## [Task item]
Every line of the records below that has the word "ProtocolViolation" should be copied.

## [Data records]
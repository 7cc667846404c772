//! Subscriber trait and the closure-based [`Sink`].
//!
//! A subscriber is the consumer side of the demand protocol. It is handed its
//! [`Link`] once, then receives values (each one answering with extra demand)
//! and finally at most one completion.

use std::sync::Arc;

use parking_lot::Mutex;

use crate::{
  completion::Completion,
  demand::Demand,
  error::{report_violation, ProtocolViolation},
  subscription::{Link, Subscription},
};

// ============================================================================
// Subscriber Trait
// ============================================================================

/// Consumer of a demand-driven stream.
pub trait Subscriber<Item, Err> {
  /// Called exactly once, before any value, with the link to the publisher.
  ///
  /// Requesting demand from inside this call is allowed.
  fn on_subscribe(&mut self, link: &Link) { let _ = link; }

  /// Receive one requested value and return any additional demand.
  fn receive(&mut self, value: Item) -> Demand;

  /// Receive the terminal signal. Called at most once.
  fn receive_completion(&mut self, completion: Completion<Err>);
}

/// Boxed subscriber that can be driven from any thread.
pub type BoxedSubscriber<Item, Err> = Box<dyn Subscriber<Item, Err> + Send>;

impl<Item, Err, S> Subscriber<Item, Err> for Box<S>
where
  S: Subscriber<Item, Err> + ?Sized,
{
  #[inline]
  fn on_subscribe(&mut self, link: &Link) { (**self).on_subscribe(link) }

  #[inline]
  fn receive(&mut self, value: Item) -> Demand { (**self).receive(value) }

  #[inline]
  fn receive_completion(&mut self, completion: Completion<Err>) {
    (**self).receive_completion(completion)
  }
}

// ============================================================================
// Sink - closure adapter
// ============================================================================

/// Subscriber built from two closures.
///
/// The sink requests `initial` demand when it is subscribed. Every value is
/// passed to the value handler, whose return is granted as additional demand.
/// The sink keeps its own count of outstanding demand: values that arrive
/// without it, or after the completion, are dropped and reported.
///
/// Demand requested on the publisher's link directly is not seen by the sink.
/// Request through a link wrapped by [`SinkDemand::track`] instead; the
/// `PublisherExt` sink helpers already return one.
pub struct Sink<N, C> {
  receive_value: N,
  receive_completion: Option<C>,
  initial: Demand,
  outstanding: Arc<Mutex<Demand>>,
}

impl<N, C> Sink<N, C> {
  pub fn new(initial: Demand, receive_value: N, receive_completion: C) -> Self {
    Sink {
      receive_value,
      receive_completion: Some(receive_completion),
      initial,
      outstanding: Arc::new(Mutex::new(Demand::NONE)),
    }
  }

  /// `true` once the completion handler has run.
  pub fn is_completed(&self) -> bool { self.receive_completion.is_none() }

  /// Demand the sink still expects to be served.
  pub fn outstanding(&self) -> Demand { *self.outstanding.lock() }

  /// Handle to this sink's demand count that outlives subscribing the sink.
  pub fn demand(&self) -> SinkDemand { SinkDemand(self.outstanding.clone()) }
}

/// Shared view of a [`Sink`]'s outstanding demand.
#[derive(Clone)]
pub struct SinkDemand(Arc<Mutex<Demand>>);

impl SinkDemand {
  pub fn outstanding(&self) -> Demand { *self.0.lock() }

  /// Wrap `link` so that requests made through it count as the sink's demand.
  pub fn track(&self, link: Link) -> Link {
    Link::new(TrackedLink { link, outstanding: self.0.clone() })
  }
}

/// A link whose requests are also credited to a [`Sink`].
struct TrackedLink {
  link: Link,
  outstanding: Arc<Mutex<Demand>>,
}

impl Subscription for TrackedLink {
  fn request(&self, demand: Demand) {
    if !self.link.is_closed() {
      *self.outstanding.lock() += demand;
    }
    self.link.request(demand);
  }

  fn cancel(&self) { self.link.cancel(); }

  fn is_closed(&self) -> bool { self.link.is_closed() }
}

impl<Item, Err, N, C> Subscriber<Item, Err> for Sink<N, C>
where
  N: FnMut(Item) -> Demand,
  C: FnOnce(Completion<Err>),
{
  fn on_subscribe(&mut self, link: &Link) {
    *self.outstanding.lock() += self.initial;
    link.request(self.initial);
  }

  fn receive(&mut self, value: Item) -> Demand {
    if self.is_completed() {
      report_violation(ProtocolViolation::DeliveryAfterTermination);
      return Demand::NONE;
    }
    if !self.outstanding.lock().consume_one() {
      report_violation(ProtocolViolation::UnrequestedDelivery);
      return Demand::NONE;
    }
    let more = (self.receive_value)(value);
    *self.outstanding.lock() += more;
    more
  }

  fn receive_completion(&mut self, completion: Completion<Err>) {
    match self.receive_completion.take() {
      Some(handler) => handler(completion),
      None => report_violation(ProtocolViolation::DuplicateCompletion),
    }
  }
}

## [Written response]
  error::{report_violation, ProtocolViolation},
      report_violation(ProtocolViolation::DeliveryAfterTermination);
      report_violation(ProtocolViolation::UnrequestedDelivery);
      None => report_violation(ProtocolViolation::DuplicateCompletion),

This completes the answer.